Rome, 23 juin [18]70.
23 jun 1870
Rome
*Madame la supérieure générale des Oblates.*

Ma bien aimée fille,

Vous dire que je n’ai pas envie de quitter Rome serait mentir. Ah! qu’il fait chaud! On me dit que vous souffrez des entrailles. Mon Dieu, mon Dieu, quand me rendrez-vous ma fille bien portante? Voilà ce que j’ai répété à plusieurs reprises, ce matin, pendant mon action de grâces. Je vous envoie un morceau de linge ayant servi au Saint-Père. La personne, qui me l’a donné, a guéri avec un peu de sa soutane, un enfant à l’agonie. Si mon voeu, que j’aurai fait quand ceci vous arrivera, ne vous a rien produit, baisez avec foi ce petit bout de linge; je m’obstine à vous guérir(1).

Adieu, ma bien chère enfant. Nous avons des chaleurs atroces; nul ne sait ce qu’est le supplice des gens de Rome. Je vais dans un moment me rendre à une réunion destinée à procurer la clôture de la discussion. Encore une fois, adieu. Cette longue absence aura eu cela de bon, de me révéler combien je suis et fortement et tendrement vôtre en Notre-Seigneur.

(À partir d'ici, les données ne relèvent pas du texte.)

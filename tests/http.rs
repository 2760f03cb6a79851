use once_cell::sync::Lazy;
use reqwest::{Client, StatusCode, redirect::Policy};
use serde::Deserialize;
use std::net::TcpListener;
use std::process::{Child, Command, Stdio};
use std::sync::Arc;
use std::time::{Duration, Instant};
use tokio::sync::Mutex;
use tokio::time::sleep;

#[derive(Debug, Deserialize)]
struct Checklist {
    top: bool,
    tasks: Vec<bool>,
}

#[derive(Debug, Deserialize)]
struct HabitCard {
    habit: String,
    tasks: Vec<String>,
    checklist: Checklist,
    shade: String,
}

#[derive(Debug, Deserialize)]
struct TodaySnapshot {
    date: String,
    habits: Vec<HabitCard>,
}

#[derive(Debug, Deserialize)]
struct Cursor {
    year: i32,
    month: u32,
}

#[derive(Debug, Deserialize)]
struct HabitStat {
    habit: String,
    percentage: u32,
}

#[derive(Debug, Deserialize)]
struct DashboardSnapshot {
    stats: Vec<HabitStat>,
    label: String,
    prev: Cursor,
    next: Cursor,
    cells: Vec<Option<serde_json::Value>>,
}

struct TestServer {
    base_url: String,
    child: Child,
}

impl Drop for TestServer {
    fn drop(&mut self) {
        let _ = self.child.kill();
        let _ = self.child.wait();
    }
}

static TEST_LOCK: Lazy<Mutex<()>> = Lazy::new(|| Mutex::new(()));
static SERVER: Lazy<Mutex<Option<Arc<TestServer>>>> = Lazy::new(|| Mutex::new(None));

#[cfg(unix)]
mod cleanup {
    use std::sync::Once;
    use std::sync::atomic::{AtomicI32, Ordering};

    static REGISTER: Once = Once::new();
    static PID: AtomicI32 = AtomicI32::new(0);

    pub fn register(pid: u32) {
        REGISTER.call_once(|| {
            PID.store(pid as i32, Ordering::SeqCst);
            unsafe {
                libc::atexit(on_exit);
            }
        });
    }

    extern "C" fn on_exit() {
        let pid = PID.load(Ordering::SeqCst);
        if pid > 0 {
            unsafe {
                libc::kill(pid, libc::SIGTERM);
            }
        }
    }
}

fn pick_free_port() -> u16 {
    let listener = TcpListener::bind("127.0.0.1:0").expect("bind random port");
    let port = listener.local_addr().unwrap().port();
    drop(listener);
    port
}

fn unique_temp_path(kind: &str) -> String {
    let nanos = std::time::SystemTime::now()
        .duration_since(std::time::UNIX_EPOCH)
        .unwrap()
        .as_nanos();
    let mut path = std::env::temp_dir();
    path.push(format!("path_of_five_{kind}_{}_{}", std::process::id(), nanos));
    path.to_string_lossy().to_string()
}

async fn wait_until_ready(base_url: &str) {
    let client = Client::new();
    let deadline = Instant::now() + Duration::from_secs(3);
    loop {
        if let Ok(resp) = client.get(format!("{base_url}/login")).send().await {
            if resp.status().is_success() {
                return;
            }
        }
        if Instant::now() > deadline {
            panic!("server did not become ready");
        }
        sleep(Duration::from_millis(100)).await;
    }
}

async fn spawn_server() -> TestServer {
    let port = pick_free_port();
    let child = Command::new(env!("CARGO_BIN_EXE_path_of_five"))
        .env("PORT", port.to_string())
        .env("APP_DATA_PATH", unique_temp_path("documents") + ".json")
        .env("APP_CACHE_DIR", unique_temp_path("cache"))
        .env("RUST_LOG", "info")
        .stdout(Stdio::inherit())
        .stderr(Stdio::inherit())
        .spawn()
        .expect("failed to spawn server");

    #[cfg(unix)]
    cleanup::register(child.id());

    let base_url = format!("http://127.0.0.1:{port}");
    wait_until_ready(&base_url).await;

    TestServer { base_url, child }
}

async fn shared_server() -> Arc<TestServer> {
    let mut guard = SERVER.lock().await;
    if let Some(server) = guard.as_ref() {
        return Arc::clone(server);
    }
    let server = Arc::new(spawn_server().await);
    *guard = Some(Arc::clone(&server));
    server
}

async fn signed_in_client(base_url: &str, name: &str) -> Client {
    let client = Client::builder().cookie_store(true).build().unwrap();
    let response = client
        .post(format!("{base_url}/login"))
        .form(&[("name", name)])
        .send()
        .await
        .unwrap();
    assert!(response.status().is_success());
    assert!(response.url().path().ends_with("/today"));
    client
}

async fn fetch_today(client: &Client, base_url: &str) -> TodaySnapshot {
    client
        .get(format!("{base_url}/api/today"))
        .send()
        .await
        .unwrap()
        .json()
        .await
        .unwrap()
}

#[tokio::test]
async fn http_protected_routes_require_sign_in() {
    let _guard = TEST_LOCK.lock().await;
    let server = shared_server().await;
    let client = Client::builder().redirect(Policy::none()).build().unwrap();

    let api = client
        .get(format!("{}/api/today", server.base_url))
        .send()
        .await
        .unwrap();
    assert_eq!(api.status(), StatusCode::UNAUTHORIZED);

    let page = client
        .get(format!("{}/dashboard", server.base_url))
        .send()
        .await
        .unwrap();
    assert!(page.status().is_redirection());
    assert_eq!(page.headers()["location"], "/login");
}

#[tokio::test]
async fn http_habit_toggle_persists_day_record() {
    let _guard = TEST_LOCK.lock().await;
    let server = shared_server().await;
    let client = signed_in_client(&server.base_url, "toggle tester").await;

    let saved = client
        .post(format!("{}/cyourpath", server.base_url))
        .form(&[("text", r#"{ "ring": { "tasks": ["stretch", "breathe"] } }"#)])
        .send()
        .await
        .unwrap();
    assert!(saved.status().is_success());
    assert!(saved.text().await.unwrap().contains("Saved successfully"));

    let before = fetch_today(&client, &server.base_url).await;
    assert!(!before.date.is_empty());
    let ring = before.habits.iter().find(|card| card.habit == "ring").unwrap();
    assert_eq!(ring.tasks.len(), 2);
    assert!(!ring.checklist.top);

    let card: HabitCard = client
        .post(format!("{}/api/today/habit", server.base_url))
        .json(&serde_json::json!({ "habit": "ring", "value": true }))
        .send()
        .await
        .unwrap()
        .json()
        .await
        .unwrap();
    assert!(card.checklist.top);
    assert_eq!(card.checklist.tasks, vec![true, true]);
    assert_eq!(card.shade, "complete");

    let deadline = Instant::now() + Duration::from_secs(3);
    loop {
        let today = fetch_today(&client, &server.base_url).await;
        let ring = today.habits.iter().find(|card| card.habit == "ring").unwrap();
        if ring.checklist.top {
            assert_eq!(ring.checklist.tasks, vec![true, true]);
            break;
        }
        if Instant::now() > deadline {
            panic!("completion record was never written");
        }
        sleep(Duration::from_millis(50)).await;
    }

    let card: HabitCard = client
        .post(format!("{}/api/today/task", server.base_url))
        .json(&serde_json::json!({ "habit": "ring", "index": 1, "value": false }))
        .send()
        .await
        .unwrap()
        .json()
        .await
        .unwrap();
    assert!(!card.checklist.top);
    assert_eq!(card.checklist.tasks, vec![true, false]);
}

#[tokio::test]
async fn http_editor_rejects_bad_json() {
    let _guard = TEST_LOCK.lock().await;
    let server = shared_server().await;
    let client = signed_in_client(&server.base_url, "editor tester").await;

    let before: serde_json::Value = client
        .get(format!("{}/api/habits", server.base_url))
        .send()
        .await
        .unwrap()
        .json()
        .await
        .unwrap();

    let response = client
        .post(format!("{}/cyourpath", server.base_url))
        .form(&[("text", "{bad json")])
        .send()
        .await
        .unwrap();
    assert_eq!(response.status(), StatusCode::BAD_REQUEST);
    assert!(response.text().await.unwrap().contains("Invalid JSON. Fix it and try again."));

    let after: serde_json::Value = client
        .get(format!("{}/api/habits", server.base_url))
        .send()
        .await
        .unwrap()
        .json()
        .await
        .unwrap();
    assert_eq!(before, after);
}

#[tokio::test]
async fn http_dashboard_navigates_months() {
    let _guard = TEST_LOCK.lock().await;
    let server = shared_server().await;
    let client = signed_in_client(&server.base_url, "dashboard tester").await;

    let january: DashboardSnapshot = client
        .get(format!("{}/api/dashboard?year=2025&month=0", server.base_url))
        .send()
        .await
        .unwrap()
        .json()
        .await
        .unwrap();
    assert_eq!(january.label, "January 2025");
    assert_eq!((january.prev.year, january.prev.month), (2024, 11));
    assert_eq!((january.next.year, january.next.month), (2025, 1));
    // 1 January 2025 is a Wednesday.
    assert_eq!(january.cells.len(), 3 + 31);
    assert_eq!(january.stats.len(), 5);
    assert!(january.stats.iter().all(|stat| stat.percentage == 0));
    assert!(january.stats.iter().any(|stat| stat.habit == "pinky"));

    let invalid = client
        .get(format!("{}/api/dashboard?year=2025&month=12", server.base_url))
        .send()
        .await
        .unwrap();
    assert_eq!(invalid.status(), StatusCode::BAD_REQUEST);
}
use axum::http::StatusCode;
use thiserror::Error;

#[derive(Debug)]
pub struct AppError {
    pub status: StatusCode,
    pub message: String,
}

impl AppError {
    pub fn bad_request(message: impl Into<String>) -> Self {
        Self {
            status: StatusCode::BAD_REQUEST,
            message: message.into(),
        }
    }

    pub fn unauthorized() -> Self {
        Self {
            status: StatusCode::UNAUTHORIZED,
            message: "sign in required".to_string(),
        }
    }

    pub fn not_found(message: impl Into<String>) -> Self {
        Self {
            status: StatusCode::NOT_FOUND,
            message: message.into(),
        }
    }
}

impl axum::response::IntoResponse for AppError {
    fn into_response(self) -> axum::response::Response {
        (self.status, self.message).into_response()
    }
}

/// Failures of the document store and the local cache backends.
#[derive(Debug, Error)]
pub enum StoreError {
    #[error("io error: {0}")]
    Io(#[from] std::io::Error),

    #[error("json error: {0}")]
    Json(#[from] serde_json::Error),

    #[error("document '{path}' must be a JSON object")]
    NotAnObject { path: String },

    #[error("invalid document path '{path}'")]
    InvalidPath { path: String },
}

pub type StoreResult<T> = std::result::Result<T, StoreError>;
use super::{MissingContainer, load_metadata};
use crate::habits::{HabitDefinition, HabitId};
use crate::session::Session;
use crate::storage::DocumentStore;
use serde::Serialize;

#[derive(Debug, Clone, Serialize)]
pub struct HabitLink {
    pub habit: HabitId,
    pub label: String,
    pub href: String,
}

pub async fn list(store: &dyn DocumentStore, session: &Session) -> Vec<HabitLink> {
    load_metadata(store, &session.uid, MissingContainer::Initialize)
        .await
        .into_keys()
        .map(|habit| HabitLink {
            habit,
            label: habit.label(),
            href: format!("/yourpath/{habit}"),
        })
        .collect()
}

#[derive(Debug, Clone, Serialize)]
pub struct DetailSection {
    pub label: &'static str,
    pub items: Vec<String>,
}

#[derive(Debug, Clone, Serialize)]
pub struct HabitDetail {
    pub habit: HabitId,
    pub label: String,
    pub sections: Vec<DetailSection>,
}

impl HabitDetail {
    pub fn new(habit: HabitId, definition: HabitDefinition) -> Self {
        Self {
            habit,
            label: habit.label(),
            sections: vec![
                DetailSection {
                    label: "Daily Tasks",
                    items: definition.tasks,
                },
                DetailSection {
                    label: "Principles",
                    items: definition.principles,
                },
                DetailSection {
                    label: "Challenges",
                    items: definition.challenges,
                },
            ],
        }
    }
}

/// Read-only; a missing container or habit shows empty lists.
pub async fn detail(store: &dyn DocumentStore, session: &Session, habit: HabitId) -> HabitDetail {
    let mut metadata = load_metadata(store, &session.uid, MissingContainer::ReadOnly).await;
    HabitDetail::new(habit, metadata.remove(&habit).unwrap_or_default())
}
use crate::habits::{HabitId, METADATA_FIELD, default_metadata};
use crate::session::Session;
use crate::storage::{DocumentStore, user_doc};
use serde::Deserialize;
use serde_json::{Value, json};
use std::collections::BTreeMap;
use thiserror::Error;
use tracing::{error, info};

#[derive(Debug, Error, PartialEq, Eq)]
pub enum EditorError {
    #[error("Invalid JSON. Fix it and try again.")]
    InvalidJson,

    #[error("Invalid habit definitions: {0}")]
    InvalidShape(String),
}

/// Shape accepted on save. Lists left out keep their stored value.
// Validation schema only; the merge writes the parsed value itself.
#[allow(dead_code)]
#[derive(Debug, Deserialize)]
#[serde(deny_unknown_fields)]
struct DefinitionPatch {
    tasks: Option<Vec<String>>,
    principles: Option<Vec<String>>,
    challenges: Option<Vec<String>>,
}

/// The stored container, pretty-printed. A user without one gets the five
/// empty definitions, which are persisted as well.
pub async fn load_text(store: &dyn DocumentStore, session: &Session) -> String {
    let path = user_doc(&session.uid);
    let container = match store.get(&path).await {
        Ok(Some(doc)) => doc
            .get(METADATA_FIELD)
            .cloned()
            .unwrap_or_else(|| json!(default_metadata())),
        Ok(None) => {
            let container = json!(default_metadata());
            if let Err(err) = store.set(&path, json!({ METADATA_FIELD: container })).await {
                error!(%path, "failed to initialize habit definitions: {err}");
            }
            container
        }
        Err(err) => {
            error!(%path, "failed to load habit definitions: {err}");
            json!(default_metadata())
        }
    };
    serde_json::to_string_pretty(&container).unwrap_or_else(|_| container.to_string())
}

/// Parses `text` and merge-writes it into the container. Nothing is written
/// unless the whole text parses.
pub async fn save(store: &dyn DocumentStore, session: &Session, text: &str) -> Result<(), EditorError> {
    let parsed = parse(text)?;
    let path = user_doc(&session.uid);
    match store.merge(&path, json!({ METADATA_FIELD: parsed })).await {
        Ok(()) => info!(uid = %session.uid, "habit definitions saved"),
        Err(err) => error!(%path, "failed to save habit definitions: {err}"),
    }
    Ok(())
}

fn parse(text: &str) -> Result<Value, EditorError> {
    let value: Value = serde_json::from_str(text).map_err(|_| EditorError::InvalidJson)?;
    serde_json::from_value::<BTreeMap<HabitId, DefinitionPatch>>(value.clone())
        .map_err(|err| EditorError::InvalidShape(err.to_string()))?;
    Ok(value)
}
use crate::errors::AppError;
use crate::handlers;
use crate::session::token_from_headers;
use crate::state::AppState;
use axum::{
    extract::{Request, State},
    middleware::{self, Next},
    response::{IntoResponse, Redirect, Response},
    routing::{get, post},
    Router,
};
use tower_http::trace::TraceLayer;

pub fn router(state: AppState) -> Router {
    let protected = Router::new()
        .route("/today", get(handlers::today_page))
        .route("/dashboard", get(handlers::dashboard_page))
        .route("/cyourpath", get(handlers::editor_page).post(handlers::editor_save))
        .route("/yourpath", get(handlers::path_page))
        .route("/yourpath/:habit", get(handlers::habit_page))
        .route("/logout", post(handlers::logout))
        .route("/api/today", get(handlers::get_today))
        .route("/api/today/habit", post(handlers::set_habit))
        .route("/api/today/task", post(handlers::set_task))
        .route("/api/dashboard", get(handlers::get_dashboard))
        .route("/api/habits", get(handlers::get_habits))
        .route_layer(middleware::from_fn_with_state(state.clone(), require_session));

    Router::new()
        .route("/", get(|| async { Redirect::to("/today") }))
        .route("/login", get(handlers::login_page).post(handlers::login))
        .merge(protected)
        .layer(TraceLayer::new_for_http())
        .with_state(state)
}

/// Resolves the session cookie and hands the `Session` to handlers through
/// request extensions. Pages redirect to the login view; the API answers 401.
async fn require_session(State(state): State<AppState>, mut request: Request, next: Next) -> Response {
    let session = match token_from_headers(request.headers()) {
        Some(token) => state.sessions.resolve(token).await,
        None => None,
    };

    match session {
        Some(session) => {
            request.extensions_mut().insert(session);
            next.run(request).await
        }
        None if request.uri().path().starts_with("/api/") => AppError::unauthorized().into_response(),
        None => Redirect::to("/login").into_response(),
    }
}
use crate::errors::AppError;
use crate::habits::{HabitId, HabitMetadata};
use crate::remote::PendingWrite;
use crate::session::{Session, cleared_cookie, session_cookie, token_from_headers};
use crate::state::AppState;
use crate::ui::{self, Notice};
use crate::views::{
    MissingContainer,
    dashboard::{self, DashboardSnapshot, DayHistory, MonthCursor},
    editor, load_metadata, path,
    today::{HabitCard, TodaySnapshot, TodayView},
};
use axum::{
    Extension, Form, Json,
    extract::{Path, Query, State},
    http::{HeaderMap, StatusCode, header::SET_COOKIE},
    response::{Html, IntoResponse, Redirect, Response},
};
use chrono::{Local, NaiveDate};
use serde::Deserialize;
use tokio::sync::OwnedMutexGuard;
use tracing::{info, warn};

#[derive(Debug, Deserialize)]
pub struct LoginForm {
    #[serde(default)]
    pub name: String,
}

#[derive(Debug, Deserialize)]
pub struct HabitToggle {
    pub habit: HabitId,
    pub value: bool,
}

#[derive(Debug, Deserialize)]
pub struct TaskToggle {
    pub habit: HabitId,
    pub index: usize,
    pub value: bool,
}

#[derive(Debug, Deserialize)]
pub struct MonthQuery {
    pub year: Option<i32>,
    pub month: Option<u32>,
}

#[derive(Debug, Deserialize)]
pub struct EditorForm {
    #[serde(default)]
    pub text: String,
}

pub async fn login_page(State(state): State<AppState>, headers: HeaderMap) -> Response {
    if let Some(token) = token_from_headers(&headers) {
        if state.sessions.resolve(token).await.is_some() {
            return Redirect::to("/today").into_response();
        }
    }
    Html(ui::render_login(None)).into_response()
}

pub async fn login(State(state): State<AppState>, Form(form): Form<LoginForm>) -> Response {
    match state.identity.sign_in(&form.name).await {
        Ok(session) => {
            info!(uid = %session.uid, "signed in");
            let token = state.sessions.open(session).await;
            ([(SET_COOKIE, session_cookie(token))], Redirect::to("/today")).into_response()
        }
        Err(err) => {
            warn!("sign-in rejected: {err}");
            (StatusCode::BAD_REQUEST, Html(ui::render_login(Some(&err.to_string())))).into_response()
        }
    }
}

pub async fn logout(State(state): State<AppState>, headers: HeaderMap) -> Response {
    if let Some(token) = token_from_headers(&headers) {
        if let Some(session) = state.sessions.close(token).await {
            info!(uid = %session.uid, "signed out");
        }
    }
    ([(SET_COOKIE, cleared_cookie())], Redirect::to("/")).into_response()
}

async fn load_today(state: &AppState, session: Session) -> TodayView {
    TodayView::load(
        session,
        today(),
        state.store.clone(),
        state.cache.clone(),
    )
    .await
}

/// Releases the user's day lock once the detached remote write has landed.
fn release_after(pending: PendingWrite, guard: OwnedMutexGuard<()>) {
    tokio::spawn(async move {
        pending.finished().await;
        drop(guard);
    });
}

pub async fn today_page(State(state): State<AppState>, Extension(session): Extension<Session>) -> Html<String> {
    let _guard = state.day_locks.acquire(&session.uid).await;
    let view = load_today(&state, session.clone()).await;
    Html(ui::render_today(&session, &view.snapshot()))
}

pub async fn get_today(
    State(state): State<AppState>,
    Extension(session): Extension<Session>,
) -> Json<TodaySnapshot> {
    let _guard = state.day_locks.acquire(&session.uid).await;
    Json(load_today(&state, session).await.snapshot())
}

pub async fn set_habit(
    State(state): State<AppState>,
    Extension(session): Extension<Session>,
    Json(payload): Json<HabitToggle>,
) -> Json<HabitCard> {
    let guard = state.day_locks.acquire(&session.uid).await;
    let mut view = load_today(&state, session).await;
    let pending = view.set_habit_top_level(payload.habit, payload.value).await;
    release_after(pending, guard);
    Json(view.card(payload.habit))
}

pub async fn set_task(
    State(state): State<AppState>,
    Extension(session): Extension<Session>,
    Json(payload): Json<TaskToggle>,
) -> Result<Json<HabitCard>, AppError> {
    let guard = state.day_locks.acquire(&session.uid).await;
    let mut view = load_today(&state, session).await;
    let pending = view
        .set_task(payload.habit, payload.index, payload.value)
        .await
        .map_err(|err| AppError::bad_request(err.to_string()))?;
    release_after(pending, guard);
    Ok(Json(view.card(payload.habit)))
}

async fn load_dashboard(state: &AppState, session: &Session, query: MonthQuery) -> Result<DashboardSnapshot, AppError> {
    let cursor = match (query.year, query.month) {
        (Some(year), Some(month)) => MonthCursor::new(year, month)
            .ok_or_else(|| AppError::bad_request("month must be 0-11 and the year within calendar range"))?,
        (None, None) => MonthCursor::containing(today()),
        _ => return Err(AppError::bad_request("year and month must be given together")),
    };
    let history = DayHistory::load(state.store.as_ref(), session).await;
    Ok(dashboard::snapshot(&history, cursor))
}

pub async fn dashboard_page(
    State(state): State<AppState>,
    Extension(session): Extension<Session>,
    Query(query): Query<MonthQuery>,
) -> Result<Html<String>, AppError> {
    let snapshot = load_dashboard(&state, &session, query).await?;
    Ok(Html(ui::render_dashboard(&session, &snapshot)))
}

pub async fn get_dashboard(
    State(state): State<AppState>,
    Extension(session): Extension<Session>,
    Query(query): Query<MonthQuery>,
) -> Result<Json<DashboardSnapshot>, AppError> {
    Ok(Json(load_dashboard(&state, &session, query).await?))
}

pub async fn editor_page(State(state): State<AppState>, Extension(session): Extension<Session>) -> Html<String> {
    let text = editor::load_text(state.store.as_ref(), &session).await;
    Html(ui::render_editor(&session, &text, None))
}

pub async fn editor_save(
    State(state): State<AppState>,
    Extension(session): Extension<Session>,
    Form(form): Form<EditorForm>,
) -> Response {
    match editor::save(state.store.as_ref(), &session, &form.text).await {
        Ok(()) => {
            let text = editor::load_text(state.store.as_ref(), &session).await;
            Html(ui::render_editor(&session, &text, Some(Notice::Ok("Saved successfully")))).into_response()
        }
        Err(err) => {
            warn!(uid = %session.uid, "editor save rejected: {err}");
            let message = err.to_string();
            (
                StatusCode::BAD_REQUEST,
                Html(ui::render_editor(&session, &form.text, Some(Notice::Error(&message)))),
            )
                .into_response()
        }
    }
}

pub async fn path_page(State(state): State<AppState>, Extension(session): Extension<Session>) -> Html<String> {
    let links = path::list(state.store.as_ref(), &session).await;
    Html(ui::render_path(&session, &links))
}

pub async fn habit_page(
    State(state): State<AppState>,
    Extension(session): Extension<Session>,
    Path(habit): Path<String>,
) -> Result<Html<String>, AppError> {
    let habit = habit
        .parse::<HabitId>()
        .map_err(|err| AppError::not_found(err.to_string()))?;
    let detail = path::detail(state.store.as_ref(), &session, habit).await;
    Ok(Html(ui::render_habit(&session, &detail)))
}

pub async fn get_habits(
    State(state): State<AppState>,
    Extension(session): Extension<Session>,
) -> Json<HabitMetadata> {
    Json(load_metadata(state.store.as_ref(), &session.uid, MissingContainer::Initialize).await)
}

fn today() -> NaiveDate {
    Local::now().date_naive()
}
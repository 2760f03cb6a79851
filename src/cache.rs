use crate::errors::StoreResult;
use crate::habits::{HabitId, date_key};
use async_trait::async_trait;
use chrono::NaiveDate;
use std::{
    collections::{BTreeMap, HashMap},
    path::{Path, PathBuf},
};
use tokio::{fs, sync::Mutex};
use tracing::{error, warn};

/// Per-task checkmarks for one day, aligned with each habit's task list.
pub type DayChecklists = BTreeMap<HabitId, Vec<bool>>;

/// String key/value store local to this process. Entries are grouped by a
/// scope (one per signed-in user) and never expire.
#[async_trait]
pub trait LocalCache: Send + Sync {
    async fn get(&self, scope: &str, key: &str) -> StoreResult<Option<String>>;
    async fn set(&self, scope: &str, key: &str, value: String) -> StoreResult<()>;
}

type Entries = BTreeMap<String, String>;

/// Cache held in memory and, when opened on a directory, written through to
/// one JSON file per scope.
pub struct JsonFileCache {
    dir: Option<PathBuf>,
    scopes: Mutex<HashMap<String, Entries>>,
}

impl JsonFileCache {
    pub fn in_memory() -> Self {
        Self {
            dir: None,
            scopes: Mutex::new(HashMap::new()),
        }
    }

    pub fn open(dir: &Path) -> Self {
        Self {
            dir: Some(dir.to_path_buf()),
            scopes: Mutex::new(HashMap::new()),
        }
    }

    fn scope_file(&self, scope: &str) -> Option<PathBuf> {
        let name: String = scope
            .chars()
            .map(|c| if c.is_ascii_alphanumeric() || c == '-' || c == '_' { c } else { '_' })
            .collect();
        self.dir.as_ref().map(|dir| dir.join(format!("{name}.json")))
    }

    async fn ensure_loaded<'a>(
        &self,
        scopes: &'a mut HashMap<String, Entries>,
        scope: &str,
    ) -> &'a mut Entries {
        if !scopes.contains_key(scope) {
            let entries = match self.scope_file(scope) {
                Some(file) => load_entries(&file).await,
                None => Entries::new(),
            };
            scopes.insert(scope.to_string(), entries);
        }
        scopes.entry(scope.to_string()).or_default()
    }
}

#[async_trait]
impl LocalCache for JsonFileCache {
    async fn get(&self, scope: &str, key: &str) -> StoreResult<Option<String>> {
        let mut scopes = self.scopes.lock().await;
        let entries = self.ensure_loaded(&mut scopes, scope).await;
        Ok(entries.get(key).cloned())
    }

    async fn set(&self, scope: &str, key: &str, value: String) -> StoreResult<()> {
        let mut scopes = self.scopes.lock().await;
        let entries = self.ensure_loaded(&mut scopes, scope).await;
        entries.insert(key.to_string(), value);
        if let Some(file) = self.scope_file(scope) {
            let payload = serde_json::to_vec_pretty(entries)?;
            fs::write(&file, payload).await?;
        }
        Ok(())
    }
}

async fn load_entries(path: &Path) -> Entries {
    match fs::read(path).await {
        Ok(bytes) => match serde_json::from_slice(&bytes) {
            Ok(entries) => entries,
            Err(err) => {
                error!("failed to parse cache file {}: {err}", path.display());
                Entries::new()
            }
        },
        Err(err) if err.kind() == std::io::ErrorKind::NotFound => Entries::new(),
        Err(err) => {
            error!("failed to read cache file {}: {err}", path.display());
            Entries::new()
        }
    }
}

/// Reads the cached checklists for `date`. A missing, unreadable or
/// malformed entry reads as empty.
pub async fn load_checklists(cache: &dyn LocalCache, scope: &str, date: NaiveDate) -> DayChecklists {
    let key = date_key(date);
    let raw = match cache.get(scope, &key).await {
        Ok(Some(raw)) => raw,
        Ok(None) => return DayChecklists::new(),
        Err(err) => {
            error!(%key, "failed to read task cache: {err}");
            return DayChecklists::new();
        }
    };

    let Ok(serde_json::Value::Object(fields)) = serde_json::from_str::<serde_json::Value>(&raw) else {
        warn!(%key, "ignoring malformed task cache entry");
        return DayChecklists::new();
    };

    fields
        .into_iter()
        .filter_map(|(name, value)| {
            let habit = name.parse::<HabitId>().ok()?;
            let flags = value
                .as_array()?
                .iter()
                .map(|flag| flag.as_bool().unwrap_or(false))
                .collect();
            Some((habit, flags))
        })
        .collect()
}

pub async fn store_checklists(
    cache: &dyn LocalCache,
    scope: &str,
    date: NaiveDate,
    checklists: &DayChecklists,
) -> StoreResult<()> {
    let payload = serde_json::to_string(checklists)?;
    cache.set(scope, &date_key(date), payload).await
}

Le bon Père Emmanuel me donne chaque jour presque de vos nouvelles; je ne puis vous dire combien je l’en aime davantage.
1. Ce passage et la lettre précédente ont fait écrire à Hasler (*o.c., p.19), que certaines personnes, parmi lesquelles le vicaire général de Nîmes, E. d’Alzon, convaincues qu’une vertu miraculeuse émanait de Pie IX, expédiaient à des fins de guérison des pièces de lingerie lui ayant appartenu.